### ASSIGNMENT
Counting only lines that contain "Some", state the total found in the material below. Add nothing else.

### INPUT MATERIAL
※

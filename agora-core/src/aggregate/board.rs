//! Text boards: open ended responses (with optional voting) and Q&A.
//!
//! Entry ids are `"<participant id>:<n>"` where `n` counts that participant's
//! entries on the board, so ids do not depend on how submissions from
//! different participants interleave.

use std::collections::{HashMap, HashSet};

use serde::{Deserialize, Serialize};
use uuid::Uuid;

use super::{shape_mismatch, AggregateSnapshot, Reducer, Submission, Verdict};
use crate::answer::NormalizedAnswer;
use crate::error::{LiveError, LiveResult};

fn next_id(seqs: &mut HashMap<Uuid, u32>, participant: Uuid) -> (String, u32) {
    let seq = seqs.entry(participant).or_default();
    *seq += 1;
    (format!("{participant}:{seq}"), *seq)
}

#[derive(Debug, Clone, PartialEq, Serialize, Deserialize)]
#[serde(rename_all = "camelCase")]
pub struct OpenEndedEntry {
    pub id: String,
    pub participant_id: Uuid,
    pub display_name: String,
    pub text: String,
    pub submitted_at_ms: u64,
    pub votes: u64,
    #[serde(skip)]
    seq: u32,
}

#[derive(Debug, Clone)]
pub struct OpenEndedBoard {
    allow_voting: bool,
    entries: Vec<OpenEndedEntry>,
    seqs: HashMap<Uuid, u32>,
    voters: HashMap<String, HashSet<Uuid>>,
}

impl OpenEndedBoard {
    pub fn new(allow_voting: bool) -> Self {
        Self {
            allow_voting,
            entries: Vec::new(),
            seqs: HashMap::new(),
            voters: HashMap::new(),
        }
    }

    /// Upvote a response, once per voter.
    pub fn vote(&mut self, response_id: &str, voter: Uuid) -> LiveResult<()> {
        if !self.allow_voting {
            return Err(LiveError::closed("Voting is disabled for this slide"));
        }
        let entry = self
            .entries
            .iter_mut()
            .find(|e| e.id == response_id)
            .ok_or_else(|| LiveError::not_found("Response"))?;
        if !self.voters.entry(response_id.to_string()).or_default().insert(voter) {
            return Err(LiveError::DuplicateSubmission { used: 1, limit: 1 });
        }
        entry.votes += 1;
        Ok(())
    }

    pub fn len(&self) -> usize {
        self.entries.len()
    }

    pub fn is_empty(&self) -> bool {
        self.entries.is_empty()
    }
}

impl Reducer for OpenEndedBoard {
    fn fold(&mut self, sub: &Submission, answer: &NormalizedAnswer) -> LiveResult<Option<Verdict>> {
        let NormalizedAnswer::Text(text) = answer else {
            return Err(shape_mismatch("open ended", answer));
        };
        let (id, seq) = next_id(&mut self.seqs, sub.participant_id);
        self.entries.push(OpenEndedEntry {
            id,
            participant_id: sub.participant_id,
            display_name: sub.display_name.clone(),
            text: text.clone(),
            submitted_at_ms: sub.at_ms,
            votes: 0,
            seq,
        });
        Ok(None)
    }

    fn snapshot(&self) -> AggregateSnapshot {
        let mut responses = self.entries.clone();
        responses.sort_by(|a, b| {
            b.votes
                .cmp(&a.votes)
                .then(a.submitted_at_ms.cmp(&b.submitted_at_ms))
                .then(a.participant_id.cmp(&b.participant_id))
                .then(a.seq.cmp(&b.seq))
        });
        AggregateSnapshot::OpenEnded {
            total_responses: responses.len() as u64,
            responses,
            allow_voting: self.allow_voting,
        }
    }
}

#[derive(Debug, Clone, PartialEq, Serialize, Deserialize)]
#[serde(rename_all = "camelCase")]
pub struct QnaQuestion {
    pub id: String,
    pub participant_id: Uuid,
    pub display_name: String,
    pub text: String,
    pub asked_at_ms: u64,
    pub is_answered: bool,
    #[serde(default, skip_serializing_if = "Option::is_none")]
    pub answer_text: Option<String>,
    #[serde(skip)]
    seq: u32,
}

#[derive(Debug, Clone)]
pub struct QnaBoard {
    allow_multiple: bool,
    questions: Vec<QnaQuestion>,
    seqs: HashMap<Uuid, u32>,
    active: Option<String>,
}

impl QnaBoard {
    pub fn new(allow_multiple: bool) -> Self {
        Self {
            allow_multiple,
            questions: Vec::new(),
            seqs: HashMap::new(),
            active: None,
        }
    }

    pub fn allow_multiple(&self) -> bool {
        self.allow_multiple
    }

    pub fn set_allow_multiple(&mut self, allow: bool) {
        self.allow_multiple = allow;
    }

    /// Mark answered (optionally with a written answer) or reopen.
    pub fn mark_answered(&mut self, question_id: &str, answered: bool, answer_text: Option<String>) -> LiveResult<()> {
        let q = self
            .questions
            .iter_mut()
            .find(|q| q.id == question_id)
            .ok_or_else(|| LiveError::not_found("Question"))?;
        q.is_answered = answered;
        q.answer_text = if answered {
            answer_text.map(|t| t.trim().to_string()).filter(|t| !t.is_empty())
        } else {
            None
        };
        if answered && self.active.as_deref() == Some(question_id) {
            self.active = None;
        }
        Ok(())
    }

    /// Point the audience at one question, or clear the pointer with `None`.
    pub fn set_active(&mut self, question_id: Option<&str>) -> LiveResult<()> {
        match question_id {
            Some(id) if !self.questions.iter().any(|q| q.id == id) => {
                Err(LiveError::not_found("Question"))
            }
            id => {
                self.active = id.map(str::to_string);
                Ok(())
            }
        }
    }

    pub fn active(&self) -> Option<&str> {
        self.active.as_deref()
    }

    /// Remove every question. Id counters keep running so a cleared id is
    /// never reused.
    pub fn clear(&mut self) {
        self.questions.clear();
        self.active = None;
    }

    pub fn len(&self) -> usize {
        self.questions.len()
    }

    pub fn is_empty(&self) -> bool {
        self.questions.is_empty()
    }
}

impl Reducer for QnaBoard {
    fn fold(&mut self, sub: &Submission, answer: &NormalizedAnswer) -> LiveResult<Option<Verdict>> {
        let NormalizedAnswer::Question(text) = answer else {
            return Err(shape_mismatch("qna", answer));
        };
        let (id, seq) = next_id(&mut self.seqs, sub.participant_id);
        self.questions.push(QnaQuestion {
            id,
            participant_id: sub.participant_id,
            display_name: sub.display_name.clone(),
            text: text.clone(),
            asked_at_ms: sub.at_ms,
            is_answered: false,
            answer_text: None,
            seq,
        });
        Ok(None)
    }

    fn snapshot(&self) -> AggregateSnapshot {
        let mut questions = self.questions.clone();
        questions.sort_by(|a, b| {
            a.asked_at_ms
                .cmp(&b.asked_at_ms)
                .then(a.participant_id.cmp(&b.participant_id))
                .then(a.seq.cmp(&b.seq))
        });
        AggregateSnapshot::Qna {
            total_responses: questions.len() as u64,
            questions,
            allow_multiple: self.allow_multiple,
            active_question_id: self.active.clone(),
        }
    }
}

※

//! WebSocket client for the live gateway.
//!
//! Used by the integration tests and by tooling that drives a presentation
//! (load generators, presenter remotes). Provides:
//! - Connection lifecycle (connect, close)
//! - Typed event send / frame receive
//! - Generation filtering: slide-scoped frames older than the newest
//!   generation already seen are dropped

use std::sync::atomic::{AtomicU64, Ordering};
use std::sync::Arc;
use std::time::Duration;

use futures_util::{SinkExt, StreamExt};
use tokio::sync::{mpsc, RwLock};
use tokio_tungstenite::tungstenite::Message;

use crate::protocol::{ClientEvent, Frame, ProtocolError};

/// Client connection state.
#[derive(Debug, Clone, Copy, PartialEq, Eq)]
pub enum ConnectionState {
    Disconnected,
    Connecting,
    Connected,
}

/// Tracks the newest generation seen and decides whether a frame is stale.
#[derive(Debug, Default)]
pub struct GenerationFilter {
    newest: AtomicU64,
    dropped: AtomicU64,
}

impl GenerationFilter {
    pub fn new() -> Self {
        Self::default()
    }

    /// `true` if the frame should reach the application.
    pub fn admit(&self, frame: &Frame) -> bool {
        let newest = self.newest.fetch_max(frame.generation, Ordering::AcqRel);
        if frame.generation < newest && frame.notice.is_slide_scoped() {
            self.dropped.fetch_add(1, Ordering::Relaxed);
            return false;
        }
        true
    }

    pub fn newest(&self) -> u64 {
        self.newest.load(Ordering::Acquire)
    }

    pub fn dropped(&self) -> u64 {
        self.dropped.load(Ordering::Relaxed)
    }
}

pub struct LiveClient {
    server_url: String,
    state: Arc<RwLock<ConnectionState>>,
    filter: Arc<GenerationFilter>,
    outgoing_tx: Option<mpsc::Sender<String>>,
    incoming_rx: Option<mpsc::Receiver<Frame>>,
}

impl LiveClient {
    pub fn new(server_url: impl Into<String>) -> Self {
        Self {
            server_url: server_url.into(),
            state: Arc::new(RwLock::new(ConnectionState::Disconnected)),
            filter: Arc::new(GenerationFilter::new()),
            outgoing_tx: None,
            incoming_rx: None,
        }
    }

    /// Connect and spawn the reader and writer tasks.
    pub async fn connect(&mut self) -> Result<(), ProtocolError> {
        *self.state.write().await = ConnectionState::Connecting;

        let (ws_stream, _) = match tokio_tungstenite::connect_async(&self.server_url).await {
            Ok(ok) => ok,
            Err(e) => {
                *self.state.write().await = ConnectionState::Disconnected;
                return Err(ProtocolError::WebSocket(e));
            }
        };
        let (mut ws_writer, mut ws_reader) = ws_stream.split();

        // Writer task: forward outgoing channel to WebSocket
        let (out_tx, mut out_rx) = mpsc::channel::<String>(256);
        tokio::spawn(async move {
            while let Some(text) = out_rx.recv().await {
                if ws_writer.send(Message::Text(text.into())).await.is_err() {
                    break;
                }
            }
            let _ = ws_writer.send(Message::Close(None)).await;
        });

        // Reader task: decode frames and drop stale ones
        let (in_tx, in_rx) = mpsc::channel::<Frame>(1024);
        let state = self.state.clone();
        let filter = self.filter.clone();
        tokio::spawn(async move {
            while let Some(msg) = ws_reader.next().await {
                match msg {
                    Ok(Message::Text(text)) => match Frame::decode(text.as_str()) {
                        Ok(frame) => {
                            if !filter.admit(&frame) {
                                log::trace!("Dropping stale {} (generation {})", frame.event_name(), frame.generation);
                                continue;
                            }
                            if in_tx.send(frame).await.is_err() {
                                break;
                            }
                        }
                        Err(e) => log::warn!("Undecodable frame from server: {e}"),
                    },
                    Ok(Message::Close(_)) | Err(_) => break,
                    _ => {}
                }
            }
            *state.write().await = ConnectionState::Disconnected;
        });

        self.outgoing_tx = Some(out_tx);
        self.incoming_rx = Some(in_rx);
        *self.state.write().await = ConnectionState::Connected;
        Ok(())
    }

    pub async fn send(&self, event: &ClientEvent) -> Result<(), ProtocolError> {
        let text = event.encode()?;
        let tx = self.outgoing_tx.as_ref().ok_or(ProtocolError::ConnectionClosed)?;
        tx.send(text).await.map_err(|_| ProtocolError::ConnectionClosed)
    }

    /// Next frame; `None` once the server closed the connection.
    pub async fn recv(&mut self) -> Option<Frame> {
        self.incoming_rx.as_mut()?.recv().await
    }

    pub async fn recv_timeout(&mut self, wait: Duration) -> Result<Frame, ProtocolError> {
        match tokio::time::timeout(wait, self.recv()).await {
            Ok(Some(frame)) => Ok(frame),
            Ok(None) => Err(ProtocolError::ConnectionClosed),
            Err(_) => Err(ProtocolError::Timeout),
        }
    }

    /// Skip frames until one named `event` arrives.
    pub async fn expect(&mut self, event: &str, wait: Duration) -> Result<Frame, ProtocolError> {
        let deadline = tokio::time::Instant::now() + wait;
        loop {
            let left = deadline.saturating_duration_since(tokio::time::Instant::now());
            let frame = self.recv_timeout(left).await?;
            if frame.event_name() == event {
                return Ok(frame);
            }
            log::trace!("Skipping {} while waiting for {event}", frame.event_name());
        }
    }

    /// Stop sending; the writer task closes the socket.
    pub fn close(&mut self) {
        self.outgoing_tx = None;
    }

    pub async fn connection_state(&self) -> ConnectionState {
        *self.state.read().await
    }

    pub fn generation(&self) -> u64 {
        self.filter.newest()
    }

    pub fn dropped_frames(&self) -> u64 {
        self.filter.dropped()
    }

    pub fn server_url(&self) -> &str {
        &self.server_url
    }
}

※

### SOLUTION BELOW
7